I am the land awakening.. you shall not pass”

What we're witnessing is the calculated erasure of Palestinians, and we have to continue to remain conscious of the dystopian reality that we're living in. I couldn't find the full poem but I did find another Darwish poem that felt pertinent. It's called ‘On This Land’.

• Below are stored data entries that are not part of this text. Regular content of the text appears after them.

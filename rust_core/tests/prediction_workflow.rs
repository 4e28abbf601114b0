//! End-to-end workflow tests over an in-memory store double.
//!
//! The double enforces the same unique constraints as the Postgres store so
//! the guard-then-insert flow, archival idempotence and the standings read
//! model can be exercised without a database.

use async_trait::async_trait;
use chrono::{TimeZone, Utc};
use quiniela_rust_core::models::{
    HistoryInsert, HistoryRow, LeagueRow, MatchRow, MatchStatus, NewPrediction, Outcome,
    PredictionRow, SubmittedBet,
};
use quiniela_rust_core::scoring::{self, MatchResult};
use quiniela_rust_core::store::{PredictionQuery, PredictionStore, StoreError};
use quiniela_rust_core::submission::{submit_predictions, SubmitError};
use quiniela_rust_core::utils::normalize_username;
use std::sync::atomic::{AtomicBool, Ordering};
use std::sync::Mutex;

#[derive(Default)]
struct MemoryStore {
    predictions: Mutex<Vec<PredictionRow>>,
    history: Mutex<Vec<HistoryRow>>,
    matches: Mutex<Vec<MatchRow>>,
    /// Pretend the fast-path existence check sees nothing, so the unique
    /// constraint is the only guard (simulates the submission race).
    suppress_fast_path: AtomicBool,
    /// Make the archival delete step fail once.
    fail_next_delete: AtomicBool,
}

#[async_trait]
impl PredictionStore for MemoryStore {
    async fn insert_predictions(&self, rows: &[NewPrediction]) -> Result<(), StoreError> {
        let mut live = self.predictions.lock().unwrap();
        // Unique (username, matchday, match_id), all-or-nothing
        for row in rows {
            let duplicate = live.iter().any(|p| {
                p.username == normalize_username(&row.username)
                    && p.matchday == row.matchday
                    && p.match_id == row.match_id
            });
            if duplicate {
                return Err(StoreError::Conflict);
            }
        }
        let base_id = live.len() as i64 + 1;
        for (offset, row) in rows.iter().enumerate() {
            live.push(PredictionRow {
                id: base_id + offset as i64,
                username: normalize_username(&row.username),
                matchday: row.matchday,
                match_id: row.match_id,
                home_team: row.home_team.clone(),
                away_team: row.away_team.clone(),
                pick: row.pick,
                odds: row.odds,
                created_at: Utc.with_ymd_and_hms(2026, 1, 10, 12, 0, 0).unwrap(),
            });
        }
        Ok(())
    }

    async fn query_predictions(
        &self,
        filter: PredictionQuery,
    ) -> Result<Vec<PredictionRow>, StoreError> {
        let live = self.predictions.lock().unwrap();
        let username = filter.username.as_deref().map(normalize_username);
        Ok(live
            .iter()
            .filter(|p| username.as_deref().map_or(true, |u| p.username == u))
            .filter(|p| filter.matchday.map_or(true, |md| p.matchday == md))
            .cloned()
            .collect())
    }

    async fn has_submission(&self, username: &str, matchday: i32) -> Result<bool, StoreError> {
        if self.suppress_fast_path.load(Ordering::SeqCst) {
            return Ok(false);
        }
        let rows = self
            .query_predictions(PredictionQuery::for_user_matchday(username, matchday))
            .await?;
        Ok(!rows.is_empty())
    }

    async fn insert_history(&self, rows: &[HistoryInsert]) -> Result<u64, StoreError> {
        let mut history = self.history.lock().unwrap();
        let mut inserted = 0u64;
        for row in rows {
            let duplicate = history.iter().any(|h| {
                h.username == normalize_username(&row.username)
                    && h.matchday == row.matchday
                    && h.match_id == row.match_id
            });
            if duplicate {
                continue; // ON CONFLICT DO NOTHING
            }
            let id = history.len() as i64 + 1;
            history.push(HistoryRow {
                id,
                username: normalize_username(&row.username),
                matchday: row.matchday,
                match_id: row.match_id,
                home_team: row.home_team.clone(),
                away_team: row.away_team.clone(),
                pick: row.pick,
                odds: row.odds,
                actual_result: row.actual_result,
                correct: row.correct,
                points_earned: row.points_earned,
                created_at: row.created_at,
                archived_at: Utc::now(),
            });
            inserted += 1;
        }
        Ok(inserted)
    }

    async fn delete_live_predictions(&self, matchday: i32) -> Result<u64, StoreError> {
        if self.fail_next_delete.swap(false, Ordering::SeqCst) {
            return Err(StoreError::Other(anyhow::anyhow!(
                "connection closed before delete"
            )));
        }
        let mut live = self.predictions.lock().unwrap();
        let before = live.len();
        live.retain(|p| p.matchday != matchday);
        Ok((before - live.len()) as u64)
    }

    async fn query_history(&self, username: Option<&str>) -> Result<Vec<HistoryRow>, StoreError> {
        let history = self.history.lock().unwrap();
        let username = username.map(normalize_username);
        let mut rows: Vec<HistoryRow> = history
            .iter()
            .filter(|h| username.as_deref().map_or(true, |u| h.username == u))
            .cloned()
            .collect();
        rows.sort_by(|a, b| b.matchday.cmp(&a.matchday).then(a.match_id.cmp(&b.match_id)));
        Ok(rows)
    }

    async fn query_matches(
        &self,
        season: &str,
        matchday: Option<i32>,
    ) -> Result<Vec<MatchRow>, StoreError> {
        let matches = self.matches.lock().unwrap();
        Ok(matches
            .iter()
            .filter(|m| m.season == season)
            .filter(|m| matchday.map_or(true, |md| m.matchday == md))
            .cloned()
            .collect())
    }

    async fn query_league_standings(&self) -> Result<Vec<LeagueRow>, StoreError> {
        Ok(Vec::new())
    }
}

fn bet(player: &str, matchday: &str, match_id: &str, pick: &str, odds: &str) -> SubmittedBet {
    SubmittedBet {
        player: player.to_string(),
        matchday: matchday.to_string(),
        match_id: match_id.to_string(),
        home_team: format!("Home {}", match_id),
        away_team: format!("Away {}", match_id),
        pick: Some(pick.to_string()),
        odds: odds.to_string(),
    }
}

fn fixture(match_id: i64, matchday: i32, status: MatchStatus) -> MatchRow {
    MatchRow {
        match_id,
        season: "2025-2026".to_string(),
        matchday,
        kickoff: Utc.with_ymd_and_hms(2026, 1, 10, 18, 0, 0).unwrap(),
        home_team_id: match_id * 10,
        home_team: format!("Home {}", match_id),
        away_team_id: match_id * 10 + 1,
        away_team: format!("Away {}", match_id),
        status,
        home_goals: None,
        away_goals: None,
        result: None,
        odds_home: Some(1.9),
        odds_draw: Some(3.3),
        odds_away: Some(4.1),
    }
}

#[tokio::test]
async fn test_submit_then_duplicate_rejected_any_casing() {
    let store = MemoryStore::default();

    let bets = vec![
        bet("Ana", "17", "1", "1", "1.85"),
        bet("Ana", "17", "2", "X", "3,25"),
    ];
    let receipt = submit_predictions(&store, &bets).await.unwrap();
    assert_eq!(receipt.username, "ana");
    assert_eq!(receipt.matches, 2);

    // Same player, shouting this time
    let again = vec![
        bet("ANA", "17", "1", "2", "4.10"),
        bet("ANA", "17", "2", "1", "1.95"),
    ];
    let err = submit_predictions(&store, &again).await.unwrap_err();
    assert!(matches!(err, SubmitError::AlreadySubmitted));

    // No extra rows were written
    let rows = store
        .query_predictions(PredictionQuery::for_user("ana"))
        .await
        .unwrap();
    assert_eq!(rows.len(), 2);
    assert_eq!(rows[0].pick, Outcome::Home);
}

#[tokio::test]
async fn test_incomplete_batch_persists_nothing() {
    let store = MemoryStore::default();

    let mut bets = vec![
        bet("Ana", "17", "1", "1", "1.85"),
        bet("Ana", "17", "2", "X", "3.25"),
    ];
    bets[1].pick = None;

    let err = submit_predictions(&store, &bets).await.unwrap_err();
    assert!(matches!(err, SubmitError::IncompleteSelection(2)));

    let rows = store
        .query_predictions(PredictionQuery::default())
        .await
        .unwrap();
    assert!(rows.is_empty());
}

#[tokio::test]
async fn test_racing_duplicate_maps_to_already_submitted() {
    let store = MemoryStore::default();

    let bets = vec![bet("Ana", "17", "1", "1", "1.85")];
    submit_predictions(&store, &bets).await.unwrap();

    // Fast path sees nothing; only the unique constraint stands
    store.suppress_fast_path.store(true, Ordering::SeqCst);
    let err = submit_predictions(&store, &bets).await.unwrap_err();
    assert!(matches!(err, SubmitError::AlreadySubmitted));

    store.suppress_fast_path.store(false, Ordering::SeqCst);
    let rows = store
        .query_predictions(PredictionQuery::for_user("ana"))
        .await
        .unwrap();
    assert_eq!(rows.len(), 1);
}

#[tokio::test]
async fn test_archive_scores_and_moves_rows() {
    let store = MemoryStore::default();

    let bets = vec![
        bet("Ana", "17", "1", "1", "1.85"),
        bet("Ana", "17", "2", "X", "3.25"),
    ];
    submit_predictions(&store, &bets).await.unwrap();
    let created_at = store
        .query_predictions(PredictionQuery::for_user("ana"))
        .await
        .unwrap()[0]
        .created_at;

    let results = vec![
        MatchResult {
            match_id: 1,
            result: Outcome::Home, // Ana called it
        },
        MatchResult {
            match_id: 2,
            result: Outcome::Away, // Ana missed
        },
    ];
    let report = scoring::archive_matchday(&store, 17, &results).await.unwrap();
    assert_eq!(report.archived, 2);
    assert_eq!(report.deleted, 2);

    let history = store.query_history(Some("ana")).await.unwrap();
    assert_eq!(history.len(), 2);

    let hit = history.iter().find(|h| h.match_id == 1).unwrap();
    assert_eq!(hit.correct, Some(true));
    assert_eq!(hit.points_earned, Some(1.85));
    assert_eq!(hit.actual_result, Some(Outcome::Home));
    assert_eq!(hit.created_at, created_at);

    let miss = history.iter().find(|h| h.match_id == 2).unwrap();
    assert_eq!(miss.correct, Some(false));
    assert_eq!(miss.points_earned, Some(0.0));

    // Live set is empty after the move
    let live = store
        .query_predictions(PredictionQuery::for_matchday(17))
        .await
        .unwrap();
    assert!(live.is_empty());
}

#[tokio::test]
async fn test_archive_unknown_result_stays_pending() {
    let store = MemoryStore::default();

    let bets = vec![
        bet("Ana", "17", "1", "1", "1.85"),
        bet("Ana", "17", "2", "2", "4.10"),
    ];
    submit_predictions(&store, &bets).await.unwrap();

    // Only match 1 has a final result
    let results = vec![MatchResult {
        match_id: 1,
        result: Outcome::Home,
    }];
    scoring::archive_matchday(&store, 17, &results).await.unwrap();

    let history = store.query_history(Some("Ana")).await.unwrap();
    let pending = history.iter().find(|h| h.match_id == 2).unwrap();
    assert_eq!(pending.actual_result, None);
    assert_eq!(pending.correct, None);
    assert_eq!(pending.points_earned, None);
}

#[tokio::test]
async fn test_archive_without_live_rows_is_noop() {
    let store = MemoryStore::default();
    let report = scoring::archive_matchday(&store, 17, &[]).await.unwrap();
    assert_eq!(report.archived, 0);
    assert_eq!(report.deleted, 0);
    assert!(store.query_history(None).await.unwrap().is_empty());
}

#[tokio::test]
async fn test_archive_delete_failure_is_non_fatal_and_rerun_safe() {
    let store = MemoryStore::default();

    let bets = vec![bet("Ana", "17", "1", "1", "1.85")];
    submit_predictions(&store, &bets).await.unwrap();

    let results = vec![MatchResult {
        match_id: 1,
        result: Outcome::Home,
    }];

    // First run: history lands, delete blows up, call still succeeds
    store.fail_next_delete.store(true, Ordering::SeqCst);
    let report = scoring::archive_matchday(&store, 17, &results).await.unwrap();
    assert_eq!(report.archived, 1);
    assert_eq!(report.deleted, 0);
    assert_eq!(
        store
            .query_predictions(PredictionQuery::for_matchday(17))
            .await
            .unwrap()
            .len(),
        1
    );

    // Re-run: no duplicate history rows, live rows cleaned up this time
    let report = scoring::archive_matchday(&store, 17, &results).await.unwrap();
    assert_eq!(report.archived, 0);
    assert_eq!(report.deleted, 1);
    assert_eq!(store.query_history(None).await.unwrap().len(), 1);
    assert!(store
        .query_predictions(PredictionQuery::for_matchday(17))
        .await
        .unwrap()
        .is_empty());
}

#[tokio::test]
async fn test_standings_from_archived_history() {
    let store = MemoryStore::default();

    submit_predictions(
        &store,
        &[
            bet("Ana", "1", "1", "1", "2.5"),
            bet("Ana", "1", "2", "X", "3.0"),
        ],
    )
    .await
    .unwrap();
    submit_predictions(&store, &[bet("Bob", "1", "1", "2", "1.8")])
        .await
        .unwrap();

    let results = vec![
        MatchResult {
            match_id: 1,
            result: Outcome::Home,
        },
        MatchResult {
            match_id: 2,
            result: Outcome::Away,
        },
    ];
    scoring::archive_matchday(&store, 1, &results).await.unwrap();

    let history = store.query_history(None).await.unwrap();
    let standings = scoring::compute_standings(&history);

    assert_eq!(standings.len(), 2);
    assert_eq!(standings[0].username, "ana");
    assert_eq!(standings[0].points, 2.5);
    assert_eq!(standings[1].username, "bob");
    assert_eq!(standings[1].points, 0.0);

    // Recomputing without intervening changes is identical
    let again = scoring::compute_standings(&store.query_history(None).await.unwrap());
    assert_eq!(standings, again);
}

#[tokio::test]
async fn test_current_matchday_through_store_default_impl() {
    let store = MemoryStore::default();
    {
        let mut matches = store.matches.lock().unwrap();
        matches.push(fixture(1, 1, MatchStatus::Finished));
        matches.push(fixture(2, 2, MatchStatus::Scheduled));
    }

    let current = store.query_current_matchday("2025-2026").await.unwrap();
    assert_eq!(current, Some(2));

    // Empty season resolves to nothing
    let none = store.query_current_matchday("1999-2000").await.unwrap();
    assert_eq!(none, None);
}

https://www.wormsmagazine.com/newsletter/palestineisstilltheissue thank you!


2

I wrote this poem during the Reference Point Winter Fayre. There's something romantic about the smell of mulled wine and it took me to the poem ‘Having a Coke with You’ by Frank O’Hara. So I wrote a poem inspired by O'Hara called ‘Having a Winter with You’. I hope you like it and that you have someone to hold your hand when it's cold and the wind is unrelenting.


3

My favourite things to write and read are love poems, more specifically erotic love poems, so I put together a little book of old and new poems so I’d have something tangible of my own to come back to. Here are two of my favourites <3 


“Give us light, to pierce the deepest darkness // and with the strength of its brilliant flow // we will push our steps to a precipice //  from which to reap life's victories.”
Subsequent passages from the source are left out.